Dataset entries
****************************************
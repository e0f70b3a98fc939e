//! Explicitly owned camera session
//!
//! A [`CameraSession`] ties the active link, the reconnect supervisor and the
//! stream session together. Construct one per camera and pass it to whatever
//! needs it; there is no process-wide state.

use crate::config::TetherConfig;
use crate::control::{fire_and_forget, CameraCommand};
use crate::errors::{Result, TetherError};
use crate::link::{ActiveLink, Connector, HttpConnector};
use crate::net::TransportFactory;
use crate::platform::{DeviceEvent, DeviceMonitor, NetworkFacade};
use crate::reconnect::{ReconnectState, ReconnectSupervisor};
use crate::stream::{StreamSession, VideoSink};
use crate::types::{CameraEndpoint, CameraIdentity, LinkStatus, StreamState};
use std::collections::HashSet;
use std::sync::{Arc, Mutex};
use tokio::task::JoinHandle;
use tokio_util::sync::CancellationToken;
use uuid::Uuid;

pub struct CameraSession {
    id: Uuid,
    config: Arc<TetherConfig>,
    link: Arc<ActiveLink>,
    stream: StreamSession,
    supervisor: ReconnectSupervisor,
    wired_devices: Mutex<HashSet<String>>,
    cancel: CancellationToken,
}

impl CameraSession {
    /// Session over real HTTP transports, starting on the access-point path
    pub fn new(
        config: TetherConfig,
        network: Arc<dyn NetworkFacade>,
        sink: Arc<dyn VideoSink>,
    ) -> Result<Self> {
        let connector = Arc::new(HttpConnector::new(TransportFactory::new(
            config.transport.clone(),
        )));
        Self::with_connector(config, network, connector, sink)
    }

    pub fn with_connector(
        config: TetherConfig,
        network: Arc<dyn NetworkFacade>,
        connector: Arc<dyn Connector>,
        sink: Arc<dyn VideoSink>,
    ) -> Result<Self> {
        config.validate().map_err(TetherError::Config)?;
        let config = Arc::new(config);

        let initial = connector.connect(CameraEndpoint::access_point(&config), None)?;
        let link = Arc::new(ActiveLink::new(initial));

        let stream = StreamSession::new(
            link.clone(),
            sink,
            config.stream.clone(),
            config.camera.stream_url.clone(),
        );
        let supervisor =
            ReconnectSupervisor::new(config.clone(), network, connector, link.clone());

        let id = Uuid::new_v4();
        log::info!("Camera session {} created on {}", id, link.endpoint());

        Ok(Self {
            id,
            config,
            link,
            stream,
            supervisor,
            wired_devices: Mutex::new(HashSet::new()),
            cancel: CancellationToken::new(),
        })
    }

    pub fn id(&self) -> Uuid {
        self.id
    }

    pub fn config(&self) -> &TetherConfig {
        &self.config
    }

    pub fn endpoint(&self) -> CameraEndpoint {
        self.link.endpoint()
    }

    pub fn stream(&self) -> &StreamSession {
        &self.stream
    }

    pub fn supervisor(&self) -> &ReconnectSupervisor {
        &self.supervisor
    }

    pub fn stream_state(&self) -> StreamState {
        self.stream.state()
    }

    /// Coarse idle / connecting / streaming view for a consumer
    pub fn status(&self) -> LinkStatus {
        match (self.stream.state(), self.supervisor.state()) {
            (StreamState::Streaming, _) => LinkStatus::Streaming,
            (StreamState::Starting, _) | (_, ReconnectState::Resolving { .. }) => {
                LinkStatus::Connecting
            }
            _ => LinkStatus::Idle,
        }
    }

    pub async fn request_stream(&self) -> bool {
        self.stream.request_stream().await
    }

    pub async fn stop_stream(&self) -> bool {
        self.stream.stop_stream().await
    }

    pub fn start_recording(&self) -> JoinHandle<()> {
        log::info!("Starting recording...");
        fire_and_forget(
            self.link.current(),
            CameraCommand::StartRecording,
            self.cancel.child_token(),
        )
    }

    pub fn stop_recording(&self) -> JoinHandle<()> {
        log::info!("Stopping recording...");
        fire_and_forget(
            self.link.current(),
            CameraCommand::StopRecording,
            self.cancel.child_token(),
        )
    }

    pub async fn on_device_attached(&self, identity: CameraIdentity) -> Result<CameraEndpoint> {
        self.supervisor.on_device_attached(identity).await
    }

    /// Fall back to the access point. A stream on the unplugged path is gone,
    /// so the stream session returns to `Idle` and the sink is cleared.
    pub fn on_device_detached(&self) -> Result<()> {
        self.stream.on_link_lost();
        self.supervisor.on_device_detached()
    }

    /// React to one monitor event. Attach loops run on their own task.
    pub fn handle_event(self: &Arc<Self>, event: DeviceEvent) -> Option<JoinHandle<()>> {
        match event {
            DeviceEvent::Attached(descriptor) => {
                let identity = descriptor.identity()?;
                self.lock_wired_devices().insert(descriptor.id.clone());

                let session = self.clone();
                Some(tokio::spawn(async move {
                    if let Err(e) = session.on_device_attached(identity).await {
                        log::error!("Wired reconnect for {} ended: {}", descriptor.id, e);
                    }
                }))
            }
            DeviceEvent::Detached(id) => {
                if self.lock_wired_devices().remove(&id) {
                    log::info!("Wired camera {} detached", id);
                    if let Err(e) = self.on_device_detached() {
                        log::error!("Failed to fall back to access point: {}", e);
                    }
                }
                None
            }
        }
    }

    /// Feed monitor events into [`handle_event`](Self::handle_event) until shutdown
    pub fn watch_devices(self: &Arc<Self>, monitor: Arc<DeviceMonitor>) -> JoinHandle<()> {
        let session = self.clone();
        let cancel = self.cancel.child_token();
        tokio::spawn(async move {
            loop {
                tokio::select! {
                    _ = cancel.cancelled() => break,
                    event = monitor.wait_for_event() => match event {
                        Some(event) => {
                            session.handle_event(event);
                        }
                        None => break,
                    }
                }
            }
            log::debug!("Device watch for session {} exited", session.id);
        })
    }

    pub fn shutdown(&self) {
        log::info!("Shutting down camera session {}", self.id);
        self.cancel.cancel();
        self.stream.shutdown();
    }

    fn lock_wired_devices(&self) -> std::sync::MutexGuard<'_, HashSet<String>> {
        match self.wired_devices.lock() {
            Ok(guard) => guard,
            Err(poisoned) => poisoned.into_inner(),
        }
    }
}

/// Synchronous front for callers outside any async context.
///
/// Owns a small worker runtime; must not be used from inside another tokio
/// runtime.
pub struct BlockingSession {
    runtime: tokio::runtime::Runtime,
    session: Arc<CameraSession>,
}

impl BlockingSession {
    pub fn new(
        config: TetherConfig,
        network: Arc<dyn NetworkFacade>,
        sink: Arc<dyn VideoSink>,
    ) -> Result<Self> {
        Self::from_session(Arc::new(CameraSession::new(config, network, sink)?))
    }

    pub fn from_session(session: Arc<CameraSession>) -> Result<Self> {
        let runtime = tokio::runtime::Builder::new_multi_thread()
            .worker_threads(2)
            .thread_name("camtether-worker")
            .enable_all()
            .build()
            .map_err(|e| TetherError::Platform(format!("Failed to start runtime: {}", e)))?;
        Ok(Self { runtime, session })
    }

    pub fn session(&self) -> &Arc<CameraSession> {
        &self.session
    }

    pub fn request_stream_blocking(&self) -> bool {
        self.runtime.block_on(self.session.request_stream())
    }

    pub fn stop_stream_blocking(&self) -> bool {
        self.runtime.block_on(self.session.stop_stream())
    }

    pub fn attach_blocking(&self, identity: CameraIdentity) -> Result<CameraEndpoint> {
        self.runtime.block_on(self.session.on_device_attached(identity))
    }
}

impl Drop for BlockingSession {
    fn drop(&mut self) {
        self.session.shutdown();
    }
}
****************************************
Problem
In your answer, include only the lines above starting at the line that holds "let cancel = self.cancel.child_token();" and ending at the line that holds "event = monitor.wait_for_event()", copied exactly.

Task output
        let cancel = self.cancel.child_token();
        tokio::spawn(async move {
            loop {
                tokio::select! {
                    _ = cancel.cancelled() => break,
                    event = monitor.wait_for_event() => match event {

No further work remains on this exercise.